Der öffentliche Dienst, Verbände und Kirchen könnten 360.000 neuen Stellen schaffen. Doch die Tarifverhandler betreiben Einspar-, nicht Beschäftigungslogik

Wenn keine neue Beschäftigung entsteht, steigen durch eine „Cash-Klausel“ die Löhne

Nehmen wir einfach ernst, dass die rot-grüne Bundesregierung und die Dienstleistungsgesellschaft Ver.di ihre höchste Priorität der Verringerung der Arbeitslosigkeit einräumt. Folglich müssten die neuen Tarifrunden auf mehr Beschäftigung abzielen. Was würde in der Republik passieren, wenn Bundeskanzler Schröder und der Ver.di-Vorsitzende Bsirske folgenden Pakt vorschlagen?

Für die Beschäftigten im öffentlichen Dienst gibt es im Jahr 2003 eine Nullrunde. Mit den eingesparten 2,5 Prozent werden neue Arbeitsplätze und innovative Dienstleistungen geschaffen. Für den engeren öffentlichen Dienst wären das 220.000 neue Teilzeit- und Vollzeitstellen.
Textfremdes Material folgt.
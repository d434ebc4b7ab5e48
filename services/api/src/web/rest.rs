//! services/api/src/web/rest.rs
//!
//! Contains the Axum handlers for the REST API endpoints and the master
//! definition for the OpenAPI specification.

use crate::web::state::AppState;
use axum::{
    extract::{Path, State},
    http::StatusCode,
    response::Json,
};
use gramatica_core::{Difficulty, SnapshotRepository, GRAMMAR_TOPICS, SESSION_LENGTH};
use serde::Serialize;
use std::sync::Arc;
use tracing::warn;
use utoipa::{OpenApi, ToSchema};

//=========================================================================================
// OpenAPI Master Definition
//=========================================================================================

#[derive(OpenApi)]
#[openapi(
    paths(
        list_topics_handler,
        device_progress_handler,
    ),
    components(
        schemas(TopicsResponse, ProgressResponse)
    ),
    tags(
        (name = "Gramática Mágica API", description = "Catalogue and saved progress of the grammar quiz.")
    )
)]
pub struct ApiDoc;

//=========================================================================================
// API Response Structs
//=========================================================================================

/// Everything a client needs to draw the start screen.
#[derive(Debug, Serialize, ToSchema)]
pub struct TopicsResponse {
    topics: Vec<String>,
    difficulties: Vec<String>,
    session_length: u32,
}

/// Summary of the session a device could resume.
#[derive(Debug, Serialize, ToSchema)]
pub struct ProgressResponse {
    device_id: String,
    resumable: bool,
    status: Option<String>,
    difficulty: Option<String>,
    score: u32,
    questions_answered: u32,
    total_questions: u32,
    hint_used: bool,
}

//=========================================================================================
// REST API Handlers
//=========================================================================================

/// List the grammar topics and difficulty levels.
#[utoipa::path(
    get,
    path = "/topics",
    responses(
        (status = 200, description = "Topics and difficulty labels", body = TopicsResponse)
    )
)]
pub async fn list_topics_handler() -> Json<TopicsResponse> {
    Json(TopicsResponse {
        topics: GRAMMAR_TOPICS.iter().map(|t| t.to_string()).collect(),
        difficulties: Difficulty::ALL
            .iter()
            .map(|d| d.label().to_string())
            .collect(),
        session_length: SESSION_LENGTH,
    })
}

/// Show the saved session of a device, if it can be resumed.
#[utoipa::path(
    get,
    path = "/devices/{device_id}/progress",
    params(
        ("device_id" = String, Path, description = "The device's identifier ([A-Za-z0-9_-], up to 64 characters).")
    ),
    responses(
        (status = 200, description = "Saved progress of the device", body = ProgressResponse),
        (status = 400, description = "Invalid device id")
    )
)]
pub async fn device_progress_handler(
    State(app_state): State<Arc<AppState>>,
    Path(device_id): Path<String>,
) -> Result<Json<ProgressResponse>, (StatusCode, String)> {
    let store = app_state.device_store(&device_id).map_err(|e| {
        warn!("Rejected progress lookup: {}", e);
        (StatusCode::BAD_REQUEST, "Invalid device id".to_string())
    })?;

    let saved = SnapshotRepository::new(Arc::new(store)).load_resumable();
    let response = match saved {
        Some(state) => ProgressResponse {
            device_id,
            resumable: true,
            status: Some(state.status().name().to_string()),
            difficulty: Some(state.selected_difficulty().label().to_string()),
            score: state.score(),
            questions_answered: state.questions_answered(),
            total_questions: SESSION_LENGTH,
            hint_used: state.hint_used(),
        },
        None => ProgressResponse {
            device_id,
            resumable: false,
            status: None,
            difficulty: None,
            score: 0,
            questions_answered: 0,
            total_questions: SESSION_LENGTH,
            hint_used: false,
        },
    };
    Ok(Json(response))
}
Zusammen mit Wohlfahrtsverbänden, Kirchen und Stiftungen, die sich an den Tarifen für den öffentlichen Dienst orientieren, könnten 360.000 neue Arbeitsplätze entstehen.

Das wäre in der Öffentlichkeit eine beschäftigungspolitische Sensation – und vermutlich sogar mehrheitsfähig, da der feste Glaube an Wachstum und Hartz-Kommission sich in engen Grenzen hält. Die Ver.di-Verhandler bereiten sich aber auf eine ganz traditionelle Lohnrunde vor: 3,1 Prozent mehr sollen es wie in anderen Tarifbereichen werden. Und obwohl die rot-grüne Bundesregierung als Arbeitgeber die Federführung in den Tarifverhandlungen hat, werden Perspektivwechsel nicht diskutiert: Die ersten Äußerungen der kommunalen Arbeitgeber und von Finanzminister Eichel deuten eher auf eine Haushaltseinspar- als auf eine Beschäftigungslogik hin. Das ist fantasielos und leichtfertig. Im Kampf gegen die Arbeitslosigkeit nur auf die Vorschläge der Hartz-Kommission zu setzen ist grob fahrlässig. Auch die Oppositionsparteien und Länder sind jetzt gefragt. Ein beschäftigungspolitischer Beitrag des gesamten öffentlichen, halb öffentlichen, kirchlichen und wohlfahrtsverbandlichen Sektors hat gute Gründe:

– Der öffentliche und halb öffentliche Dienst ist mit 8,2 Millionen Beschäftigten der größte Arbeitgeber der Republik und hat eine beschäftigungspolitische Verantwortung, der er bisher nicht nachgekommen ist.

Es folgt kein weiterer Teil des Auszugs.